#### Task:
If a line of the data below holds the word "device", list it.
(Recorded information Opens)
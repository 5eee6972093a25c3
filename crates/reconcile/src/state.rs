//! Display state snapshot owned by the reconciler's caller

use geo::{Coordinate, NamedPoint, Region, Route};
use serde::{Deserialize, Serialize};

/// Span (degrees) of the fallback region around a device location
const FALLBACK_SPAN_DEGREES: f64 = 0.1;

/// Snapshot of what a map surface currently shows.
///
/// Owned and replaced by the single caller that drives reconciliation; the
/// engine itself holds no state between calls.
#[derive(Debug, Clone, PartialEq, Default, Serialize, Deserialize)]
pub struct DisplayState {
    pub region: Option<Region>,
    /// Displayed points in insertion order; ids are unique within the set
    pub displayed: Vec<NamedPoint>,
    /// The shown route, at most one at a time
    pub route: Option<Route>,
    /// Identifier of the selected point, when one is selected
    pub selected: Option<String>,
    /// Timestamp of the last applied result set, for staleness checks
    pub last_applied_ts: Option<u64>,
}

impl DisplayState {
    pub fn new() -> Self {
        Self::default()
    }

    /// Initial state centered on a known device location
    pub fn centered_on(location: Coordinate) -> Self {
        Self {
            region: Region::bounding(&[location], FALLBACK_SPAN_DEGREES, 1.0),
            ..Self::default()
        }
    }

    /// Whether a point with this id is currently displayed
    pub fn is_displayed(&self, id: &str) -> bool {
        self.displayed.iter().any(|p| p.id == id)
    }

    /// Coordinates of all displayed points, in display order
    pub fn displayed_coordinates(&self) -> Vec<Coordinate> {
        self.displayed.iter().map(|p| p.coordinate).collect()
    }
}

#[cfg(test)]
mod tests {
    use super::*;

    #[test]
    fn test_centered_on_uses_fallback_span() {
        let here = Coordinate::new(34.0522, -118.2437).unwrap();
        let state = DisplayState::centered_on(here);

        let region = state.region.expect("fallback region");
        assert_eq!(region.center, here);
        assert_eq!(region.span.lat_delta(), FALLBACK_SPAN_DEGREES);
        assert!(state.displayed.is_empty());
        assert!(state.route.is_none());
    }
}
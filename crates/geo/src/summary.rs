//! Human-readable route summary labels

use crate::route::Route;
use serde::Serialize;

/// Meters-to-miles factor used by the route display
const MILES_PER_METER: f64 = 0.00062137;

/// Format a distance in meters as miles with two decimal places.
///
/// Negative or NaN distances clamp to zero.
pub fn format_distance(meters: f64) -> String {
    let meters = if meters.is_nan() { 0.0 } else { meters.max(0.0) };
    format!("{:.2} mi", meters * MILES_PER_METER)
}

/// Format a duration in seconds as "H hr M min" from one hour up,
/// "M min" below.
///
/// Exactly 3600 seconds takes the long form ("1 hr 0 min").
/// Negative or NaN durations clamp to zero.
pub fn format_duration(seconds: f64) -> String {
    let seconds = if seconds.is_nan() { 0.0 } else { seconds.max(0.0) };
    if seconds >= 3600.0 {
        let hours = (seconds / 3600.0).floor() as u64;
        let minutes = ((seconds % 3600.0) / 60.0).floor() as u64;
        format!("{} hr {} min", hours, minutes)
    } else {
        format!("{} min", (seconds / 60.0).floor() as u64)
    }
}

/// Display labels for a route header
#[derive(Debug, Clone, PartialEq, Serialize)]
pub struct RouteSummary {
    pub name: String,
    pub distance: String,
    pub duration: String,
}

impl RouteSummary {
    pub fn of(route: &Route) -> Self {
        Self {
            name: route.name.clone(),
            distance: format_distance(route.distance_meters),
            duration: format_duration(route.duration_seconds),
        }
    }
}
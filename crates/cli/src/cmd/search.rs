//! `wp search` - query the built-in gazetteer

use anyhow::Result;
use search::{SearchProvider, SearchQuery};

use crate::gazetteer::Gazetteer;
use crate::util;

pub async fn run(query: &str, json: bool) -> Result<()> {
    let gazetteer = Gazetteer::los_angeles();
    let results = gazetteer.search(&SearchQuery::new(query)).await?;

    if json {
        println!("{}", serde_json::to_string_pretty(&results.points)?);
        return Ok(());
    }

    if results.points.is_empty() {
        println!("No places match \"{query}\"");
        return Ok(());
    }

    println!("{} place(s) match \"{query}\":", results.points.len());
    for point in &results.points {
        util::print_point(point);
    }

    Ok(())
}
(Recorded information Closes)
#### Result of this task:
/// Span (degrees) of the fallback region around a device location
    /// Initial state centered on a known device location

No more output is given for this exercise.